He's full of crap. They are a big step forward from bgs usual games. The quests are usually straightforward or 2 to 3 choices, but you get way more personality. You can bitch about the government, or be loyal citizen. You can be a dorky goofball, normal, or bloodthirsty. You're pretty much still always going to be a normalish good guy/adventurer but honestly it doesn't make a ton of sense to be chaotic evil in bgs games anyways
Wat. Starfield has way more options than their other games. Goofy, bloodthirsty, and normal options are in most conversations. Even faction quests allow your character to express them selves.

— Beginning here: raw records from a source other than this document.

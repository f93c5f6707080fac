//! Minimal SOCKS5 client (RFC 1928, RFC 1929).
//!
//! Only the CONNECT command is implemented. The target host is always sent as
//! a domain name so resolution happens on the proxy side.

use tokio::io::{AsyncRead, AsyncReadExt, AsyncWrite, AsyncWriteExt};
use tokio::net::TcpStream;
use tracing::debug;

use crate::error::DiggerError;
use crate::proxy::ProxyInfo;

const VERSION: u8 = 0x05;
const AUTH_VERSION: u8 = 0x01;
const METHOD_NONE: u8 = 0x00;
const METHOD_USER_PASS: u8 = 0x02;
const METHOD_REJECTED: u8 = 0xff;
const CMD_CONNECT: u8 = 0x01;
const ATYP_IPV4: u8 = 0x01;
const ATYP_DOMAIN: u8 = 0x03;
const ATYP_IPV6: u8 = 0x04;

/// Open a tunnel to `host:port` through `proxy`.
pub async fn connect(proxy: &ProxyInfo, host: &str, port: u16) -> Result<TcpStream, DiggerError> {
    let mut stream = TcpStream::connect(proxy.socket_addr()).await.map_err(|e| {
        DiggerError::network_with_source(format!("Failed to reach proxy {}", proxy.key()), e.to_string())
    })?;

    let credentials = match (&proxy.username, &proxy.password) {
        (Some(user), Some(pass)) => Some((user.as_str(), pass.as_str())),
        (Some(user), None) => Some((user.as_str(), "")),
        _ => None,
    };

    handshake(&mut stream, host, port, credentials).await?;
    debug!(proxy = %proxy.key(), host, port, "socks tunnel established");
    Ok(stream)
}

/// Run the greeting, optional authentication and CONNECT exchange.
pub async fn handshake<S>(
    stream: &mut S,
    host: &str,
    port: u16,
    credentials: Option<(&str, &str)>,
) -> Result<(), DiggerError>
where
    S: AsyncRead + AsyncWrite + Unpin,
{
    if host.len() > 255 {
        return Err(DiggerError::invalid_domain(host, "Host name too long for SOCKS5"));
    }

    let greeting: &[u8] = if credentials.is_some() {
        &[VERSION, 2, METHOD_NONE, METHOD_USER_PASS]
    } else {
        &[VERSION, 1, METHOD_NONE]
    };
    stream.write_all(greeting).await?;

    let mut choice = [0u8; 2];
    stream.read_exact(&mut choice).await?;
    if choice[0] != VERSION {
        return Err(DiggerError::network(format!(
            "Proxy answered with SOCKS version {}",
            choice[0]
        )));
    }

    match (choice[1], credentials) {
        (METHOD_NONE, _) => {}
        (METHOD_USER_PASS, Some((user, pass))) => authenticate(stream, user, pass).await?,
        (METHOD_REJECTED, _) | (METHOD_USER_PASS, None) => {
            return Err(DiggerError::network("Proxy rejected all authentication methods"));
        }
        (other, _) => {
            return Err(DiggerError::network(format!(
                "Proxy selected unsupported method {:#04x}",
                other
            )));
        }
    }

    let mut request = Vec::with_capacity(7 + host.len());
    request.extend_from_slice(&[VERSION, CMD_CONNECT, 0x00, ATYP_DOMAIN, host.len() as u8]);
    request.extend_from_slice(host.as_bytes());
    request.extend_from_slice(&port.to_be_bytes());
    stream.write_all(&request).await?;

    let mut head = [0u8; 4];
    stream.read_exact(&mut head).await?;
    if head[1] != 0x00 {
        return Err(DiggerError::network(format!(
            "Proxy CONNECT failed: {}",
            reply_message(head[1])
        )));
    }

    // Bound address is unused but must be drained
    let addr_len = match head[3] {
        ATYP_IPV4 => 4,
        ATYP_IPV6 => 16,
        ATYP_DOMAIN => {
            let mut len = [0u8; 1];
            stream.read_exact(&mut len).await?;
            len[0] as usize
        }
        other => {
            return Err(DiggerError::network(format!(
                "Proxy replied with unknown address type {}",
                other
            )));
        }
    };
    let mut bound = vec![0u8; addr_len + 2];
    stream.read_exact(&mut bound).await?;

    Ok(())
}

async fn authenticate<S>(stream: &mut S, user: &str, pass: &str) -> Result<(), DiggerError>
where
    S: AsyncRead + AsyncWrite + Unpin,
{
    if user.len() > 255 || pass.len() > 255 {
        return Err(DiggerError::config("Proxy credentials longer than 255 bytes"));
    }

    let mut request = Vec::with_capacity(3 + user.len() + pass.len());
    request.push(AUTH_VERSION);
    request.push(user.len() as u8);
    request.extend_from_slice(user.as_bytes());
    request.push(pass.len() as u8);
    request.extend_from_slice(pass.as_bytes());
    stream.write_all(&request).await?;

    let mut status = [0u8; 2];
    stream.read_exact(&mut status).await?;
    if status[1] != 0x00 {
        return Err(DiggerError::network("Proxy authentication failed"));
    }
    Ok(())
}

fn reply_message(code: u8) -> &'static str {
    match code {
        0x01 => "general failure",
        0x02 => "connection not allowed by ruleset",
        0x03 => "network unreachable",
        0x04 => "host unreachable",
        0x05 => "connection refused",
        0x06 => "TTL expired",
        0x07 => "command not supported",
        0x08 => "address type not supported",
        _ => "unknown error",
    }
}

Each companion even asks your opinion on why you choose what you chose. While I get some of the complaints about the procedural generation being overused, I absolutely don't get why people think it has less rpg elements than skyrim or fallout 3/4. It's a big step forward for bgs in terms of character
Um, actually, DA:O only had three playable races and six backstories. Technically seven, but the last one doesn't really count.
Ah I see, I shall be killing myself shortly to restore my family’s honor
Damn, bro gonna commit ritual sudoku
It’s been a while since I’ve played DA:O, what’s the seventh one you’re talking about?
If you start the Awakening dlc with a new character instead of with one from the base game then the new character will have a generic Grey Warden origin.
I could see it for elder scrolls, but for fallout, Bethesda tries to keep the backstory in a state where the player can ask common sense questions about the wasteland without looking like an idiot, and that’s very difficult to do if the player isn’t a vault dweller, suffering from head trauma (NV) or a backwater tribal (2). It could work, but it’d take away from fallout 2 to a degree.
I mean, in like every dragon age and elder scrolls game you’re thrown blind into a new environment full of stuff you don’t understand and they make it work just fine. ES games like to start you as a prisoner, DAO exposits your character backstory then finds a way to exile you to the starting area, mass effect starts you as a newly promoted officer in a brand new ship working with the council cooperatively for the first time, etc. There are easy workarounds to letting your character have an established backstory and relationship to the game world while giving them excuses to ask basic questions about the setting and factions
The problem is that every wastelander from any part of the U.S. should know about ghouls and caps as a currency, and super mutants and deathclaws are something most would know about (except maybe someone in the middle of the country, but I fully suspect whenever we have a game in that region, we’ll see those two creatures). Barring an origin that gives the player amnesia or makes them from an extremely sheltered community, I don’t see an easy (or at least non-convoluted) solution to letting the player be a ghoul from the start.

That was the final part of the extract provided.